__Aim of the task__:
Examine the entries below, count the lines holding the string "when", and respond with the number only.

__Material for the task__:

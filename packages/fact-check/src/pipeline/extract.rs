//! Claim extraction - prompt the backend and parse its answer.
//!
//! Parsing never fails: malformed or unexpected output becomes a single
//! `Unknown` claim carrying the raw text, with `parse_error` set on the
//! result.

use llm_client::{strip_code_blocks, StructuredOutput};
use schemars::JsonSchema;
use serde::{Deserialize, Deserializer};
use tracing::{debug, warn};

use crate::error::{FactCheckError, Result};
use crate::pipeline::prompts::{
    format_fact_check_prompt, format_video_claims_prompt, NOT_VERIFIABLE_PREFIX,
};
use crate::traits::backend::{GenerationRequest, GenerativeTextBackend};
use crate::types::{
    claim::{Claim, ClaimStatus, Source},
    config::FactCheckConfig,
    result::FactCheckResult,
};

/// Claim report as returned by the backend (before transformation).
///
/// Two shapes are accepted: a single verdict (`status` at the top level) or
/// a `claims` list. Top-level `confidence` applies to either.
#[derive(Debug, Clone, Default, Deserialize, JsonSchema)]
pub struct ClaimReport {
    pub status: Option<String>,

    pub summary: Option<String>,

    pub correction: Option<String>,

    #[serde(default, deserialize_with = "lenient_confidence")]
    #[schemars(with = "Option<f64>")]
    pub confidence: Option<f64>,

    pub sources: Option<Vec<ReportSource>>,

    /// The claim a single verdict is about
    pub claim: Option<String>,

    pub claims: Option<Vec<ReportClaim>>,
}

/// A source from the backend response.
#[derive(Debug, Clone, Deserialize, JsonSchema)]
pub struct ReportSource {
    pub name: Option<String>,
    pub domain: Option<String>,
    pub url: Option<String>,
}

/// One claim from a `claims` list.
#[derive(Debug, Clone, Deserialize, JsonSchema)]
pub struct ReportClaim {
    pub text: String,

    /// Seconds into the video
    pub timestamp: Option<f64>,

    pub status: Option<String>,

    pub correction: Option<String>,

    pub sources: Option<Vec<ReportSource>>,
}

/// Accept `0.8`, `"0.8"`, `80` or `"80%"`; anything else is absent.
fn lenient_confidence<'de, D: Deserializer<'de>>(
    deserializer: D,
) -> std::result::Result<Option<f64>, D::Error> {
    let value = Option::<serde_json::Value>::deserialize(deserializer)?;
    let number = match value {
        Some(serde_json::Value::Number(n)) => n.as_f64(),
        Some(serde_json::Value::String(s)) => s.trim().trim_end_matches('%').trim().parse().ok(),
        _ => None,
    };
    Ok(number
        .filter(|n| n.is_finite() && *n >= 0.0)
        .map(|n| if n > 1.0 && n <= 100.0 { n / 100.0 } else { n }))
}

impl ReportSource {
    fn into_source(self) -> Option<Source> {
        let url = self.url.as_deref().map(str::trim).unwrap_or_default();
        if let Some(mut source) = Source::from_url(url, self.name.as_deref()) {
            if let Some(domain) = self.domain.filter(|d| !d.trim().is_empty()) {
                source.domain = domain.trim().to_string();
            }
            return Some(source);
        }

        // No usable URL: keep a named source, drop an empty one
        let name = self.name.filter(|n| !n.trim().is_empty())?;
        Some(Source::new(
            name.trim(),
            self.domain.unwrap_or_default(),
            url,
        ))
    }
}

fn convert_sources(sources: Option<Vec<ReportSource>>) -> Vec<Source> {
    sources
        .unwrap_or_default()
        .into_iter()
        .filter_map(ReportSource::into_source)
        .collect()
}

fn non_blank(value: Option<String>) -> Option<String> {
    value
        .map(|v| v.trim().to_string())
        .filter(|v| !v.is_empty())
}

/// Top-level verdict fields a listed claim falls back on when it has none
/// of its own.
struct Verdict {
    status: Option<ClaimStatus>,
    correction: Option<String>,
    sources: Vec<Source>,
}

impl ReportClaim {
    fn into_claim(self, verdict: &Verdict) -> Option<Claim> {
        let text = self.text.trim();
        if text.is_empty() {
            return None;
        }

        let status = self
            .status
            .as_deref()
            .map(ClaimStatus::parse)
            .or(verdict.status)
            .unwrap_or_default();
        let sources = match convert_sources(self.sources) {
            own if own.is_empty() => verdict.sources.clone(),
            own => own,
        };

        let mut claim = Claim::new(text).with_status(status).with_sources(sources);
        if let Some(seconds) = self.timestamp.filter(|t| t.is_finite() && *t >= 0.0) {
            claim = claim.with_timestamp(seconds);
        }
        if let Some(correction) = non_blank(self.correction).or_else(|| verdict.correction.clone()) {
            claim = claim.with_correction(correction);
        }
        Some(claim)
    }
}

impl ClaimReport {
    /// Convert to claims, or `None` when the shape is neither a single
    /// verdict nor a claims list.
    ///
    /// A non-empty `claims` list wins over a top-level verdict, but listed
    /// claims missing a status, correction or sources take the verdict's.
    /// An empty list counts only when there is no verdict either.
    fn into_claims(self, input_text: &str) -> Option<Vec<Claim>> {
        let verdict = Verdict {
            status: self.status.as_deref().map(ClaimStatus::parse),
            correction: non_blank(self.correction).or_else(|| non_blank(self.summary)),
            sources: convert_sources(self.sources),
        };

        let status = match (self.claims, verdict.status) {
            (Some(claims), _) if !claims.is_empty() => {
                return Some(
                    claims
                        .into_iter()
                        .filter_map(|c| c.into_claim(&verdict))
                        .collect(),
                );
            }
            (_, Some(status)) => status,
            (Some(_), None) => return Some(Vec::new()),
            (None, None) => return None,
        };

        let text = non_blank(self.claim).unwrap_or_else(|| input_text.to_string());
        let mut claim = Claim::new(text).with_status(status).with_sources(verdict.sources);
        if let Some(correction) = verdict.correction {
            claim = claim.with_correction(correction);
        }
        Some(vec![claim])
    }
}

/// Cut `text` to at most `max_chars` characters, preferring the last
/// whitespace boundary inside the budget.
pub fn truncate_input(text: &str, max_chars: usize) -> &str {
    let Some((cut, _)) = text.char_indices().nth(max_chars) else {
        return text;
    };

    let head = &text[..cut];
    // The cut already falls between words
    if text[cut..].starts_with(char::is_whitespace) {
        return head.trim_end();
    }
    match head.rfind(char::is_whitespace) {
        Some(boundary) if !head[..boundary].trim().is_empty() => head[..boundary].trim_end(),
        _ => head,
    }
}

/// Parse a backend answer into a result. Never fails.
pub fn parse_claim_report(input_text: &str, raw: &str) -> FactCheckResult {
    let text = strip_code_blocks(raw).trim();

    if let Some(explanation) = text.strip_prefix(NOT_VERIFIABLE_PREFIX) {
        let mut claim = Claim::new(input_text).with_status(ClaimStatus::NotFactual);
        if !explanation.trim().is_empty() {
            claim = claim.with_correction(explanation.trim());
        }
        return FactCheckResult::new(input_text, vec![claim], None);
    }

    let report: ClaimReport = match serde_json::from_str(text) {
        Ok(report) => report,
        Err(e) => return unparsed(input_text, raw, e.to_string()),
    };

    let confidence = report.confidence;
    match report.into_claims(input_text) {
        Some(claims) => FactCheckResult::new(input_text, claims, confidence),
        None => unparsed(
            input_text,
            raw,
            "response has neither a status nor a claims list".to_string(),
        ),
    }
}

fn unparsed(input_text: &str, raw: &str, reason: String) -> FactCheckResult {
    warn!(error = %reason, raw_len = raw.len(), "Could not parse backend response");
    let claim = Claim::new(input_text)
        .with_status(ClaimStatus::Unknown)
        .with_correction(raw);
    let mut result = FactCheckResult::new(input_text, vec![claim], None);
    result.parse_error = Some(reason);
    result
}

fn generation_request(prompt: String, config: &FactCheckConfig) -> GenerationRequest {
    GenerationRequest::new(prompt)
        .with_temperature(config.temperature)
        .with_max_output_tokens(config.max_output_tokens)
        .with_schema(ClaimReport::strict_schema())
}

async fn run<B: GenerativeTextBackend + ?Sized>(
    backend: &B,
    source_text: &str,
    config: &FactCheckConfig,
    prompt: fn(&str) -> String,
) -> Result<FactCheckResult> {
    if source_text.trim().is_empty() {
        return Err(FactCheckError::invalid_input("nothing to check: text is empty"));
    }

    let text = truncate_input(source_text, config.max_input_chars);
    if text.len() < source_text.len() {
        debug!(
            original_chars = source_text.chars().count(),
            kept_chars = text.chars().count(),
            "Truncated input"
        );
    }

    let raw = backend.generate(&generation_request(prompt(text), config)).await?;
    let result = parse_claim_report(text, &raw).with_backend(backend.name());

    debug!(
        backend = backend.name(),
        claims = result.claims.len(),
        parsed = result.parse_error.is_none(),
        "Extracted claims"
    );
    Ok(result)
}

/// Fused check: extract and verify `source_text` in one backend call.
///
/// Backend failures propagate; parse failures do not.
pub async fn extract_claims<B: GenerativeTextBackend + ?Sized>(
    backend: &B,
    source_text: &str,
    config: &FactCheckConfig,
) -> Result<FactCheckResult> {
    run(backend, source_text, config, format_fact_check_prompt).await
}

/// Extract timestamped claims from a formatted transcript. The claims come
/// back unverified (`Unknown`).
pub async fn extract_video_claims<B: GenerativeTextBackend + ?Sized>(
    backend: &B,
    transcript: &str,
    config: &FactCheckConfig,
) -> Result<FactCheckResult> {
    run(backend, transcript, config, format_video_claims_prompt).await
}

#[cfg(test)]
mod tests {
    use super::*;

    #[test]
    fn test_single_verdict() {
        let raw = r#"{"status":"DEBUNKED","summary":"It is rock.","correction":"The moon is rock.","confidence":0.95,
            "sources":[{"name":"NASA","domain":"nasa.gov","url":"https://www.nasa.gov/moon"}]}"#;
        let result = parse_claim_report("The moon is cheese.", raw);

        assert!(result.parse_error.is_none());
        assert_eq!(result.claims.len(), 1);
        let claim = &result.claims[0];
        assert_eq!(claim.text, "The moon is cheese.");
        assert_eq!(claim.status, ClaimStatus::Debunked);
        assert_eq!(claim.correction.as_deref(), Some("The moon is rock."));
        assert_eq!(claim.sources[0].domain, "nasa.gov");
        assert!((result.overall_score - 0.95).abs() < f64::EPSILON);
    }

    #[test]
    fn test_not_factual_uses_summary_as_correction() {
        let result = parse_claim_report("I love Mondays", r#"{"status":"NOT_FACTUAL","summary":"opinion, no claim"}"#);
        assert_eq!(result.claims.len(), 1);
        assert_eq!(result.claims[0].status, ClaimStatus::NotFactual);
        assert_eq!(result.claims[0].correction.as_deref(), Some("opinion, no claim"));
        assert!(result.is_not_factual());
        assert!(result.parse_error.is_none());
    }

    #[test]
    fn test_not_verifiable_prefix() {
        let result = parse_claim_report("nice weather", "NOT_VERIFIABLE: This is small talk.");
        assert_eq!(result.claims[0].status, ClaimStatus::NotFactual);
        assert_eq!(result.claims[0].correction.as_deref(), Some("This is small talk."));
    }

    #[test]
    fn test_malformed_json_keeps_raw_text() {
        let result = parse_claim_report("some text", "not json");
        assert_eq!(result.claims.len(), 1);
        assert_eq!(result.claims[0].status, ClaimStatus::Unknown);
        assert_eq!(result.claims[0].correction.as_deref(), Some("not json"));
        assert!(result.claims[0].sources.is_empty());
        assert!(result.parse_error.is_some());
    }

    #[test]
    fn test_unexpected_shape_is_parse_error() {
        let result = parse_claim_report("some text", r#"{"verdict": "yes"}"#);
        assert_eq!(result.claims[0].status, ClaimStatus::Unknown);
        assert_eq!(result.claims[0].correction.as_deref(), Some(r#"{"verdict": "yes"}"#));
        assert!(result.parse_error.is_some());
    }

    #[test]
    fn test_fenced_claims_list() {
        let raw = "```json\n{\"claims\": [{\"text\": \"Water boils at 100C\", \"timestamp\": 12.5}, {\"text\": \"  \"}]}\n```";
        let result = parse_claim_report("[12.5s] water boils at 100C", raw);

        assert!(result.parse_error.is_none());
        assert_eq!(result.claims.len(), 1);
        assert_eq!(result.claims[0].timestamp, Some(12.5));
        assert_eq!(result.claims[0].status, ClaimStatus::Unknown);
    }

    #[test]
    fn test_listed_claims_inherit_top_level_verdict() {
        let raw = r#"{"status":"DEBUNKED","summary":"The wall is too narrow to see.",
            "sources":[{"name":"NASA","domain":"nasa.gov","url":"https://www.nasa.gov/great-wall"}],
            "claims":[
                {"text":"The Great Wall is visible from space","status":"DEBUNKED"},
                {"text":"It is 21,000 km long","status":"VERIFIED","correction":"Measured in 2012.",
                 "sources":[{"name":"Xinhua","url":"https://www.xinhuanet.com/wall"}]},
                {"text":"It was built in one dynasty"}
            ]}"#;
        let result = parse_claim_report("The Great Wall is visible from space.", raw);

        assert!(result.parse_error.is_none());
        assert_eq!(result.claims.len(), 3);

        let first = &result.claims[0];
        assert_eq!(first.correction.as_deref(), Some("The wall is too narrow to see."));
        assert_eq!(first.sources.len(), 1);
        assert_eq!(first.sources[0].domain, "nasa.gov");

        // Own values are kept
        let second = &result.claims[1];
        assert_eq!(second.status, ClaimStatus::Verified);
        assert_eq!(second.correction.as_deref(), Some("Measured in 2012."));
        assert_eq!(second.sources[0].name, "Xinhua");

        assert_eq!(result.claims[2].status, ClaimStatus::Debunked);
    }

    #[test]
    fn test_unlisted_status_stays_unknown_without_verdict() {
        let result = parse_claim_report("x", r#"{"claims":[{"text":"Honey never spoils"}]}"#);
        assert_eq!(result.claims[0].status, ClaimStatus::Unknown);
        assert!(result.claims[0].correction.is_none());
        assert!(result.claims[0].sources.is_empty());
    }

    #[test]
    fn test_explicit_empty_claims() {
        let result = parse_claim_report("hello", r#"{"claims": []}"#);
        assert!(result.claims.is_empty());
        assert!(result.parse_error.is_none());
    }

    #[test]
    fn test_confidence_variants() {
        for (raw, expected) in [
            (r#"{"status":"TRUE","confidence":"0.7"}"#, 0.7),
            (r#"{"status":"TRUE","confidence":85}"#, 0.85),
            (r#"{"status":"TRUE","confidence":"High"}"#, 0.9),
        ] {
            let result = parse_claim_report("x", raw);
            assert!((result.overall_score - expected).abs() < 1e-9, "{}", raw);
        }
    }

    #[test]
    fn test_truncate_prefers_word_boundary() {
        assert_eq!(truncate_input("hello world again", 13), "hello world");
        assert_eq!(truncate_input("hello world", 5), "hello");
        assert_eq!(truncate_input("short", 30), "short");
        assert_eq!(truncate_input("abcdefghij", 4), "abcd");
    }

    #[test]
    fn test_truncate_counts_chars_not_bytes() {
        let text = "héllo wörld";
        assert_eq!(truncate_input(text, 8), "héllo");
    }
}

__Answer area__:
3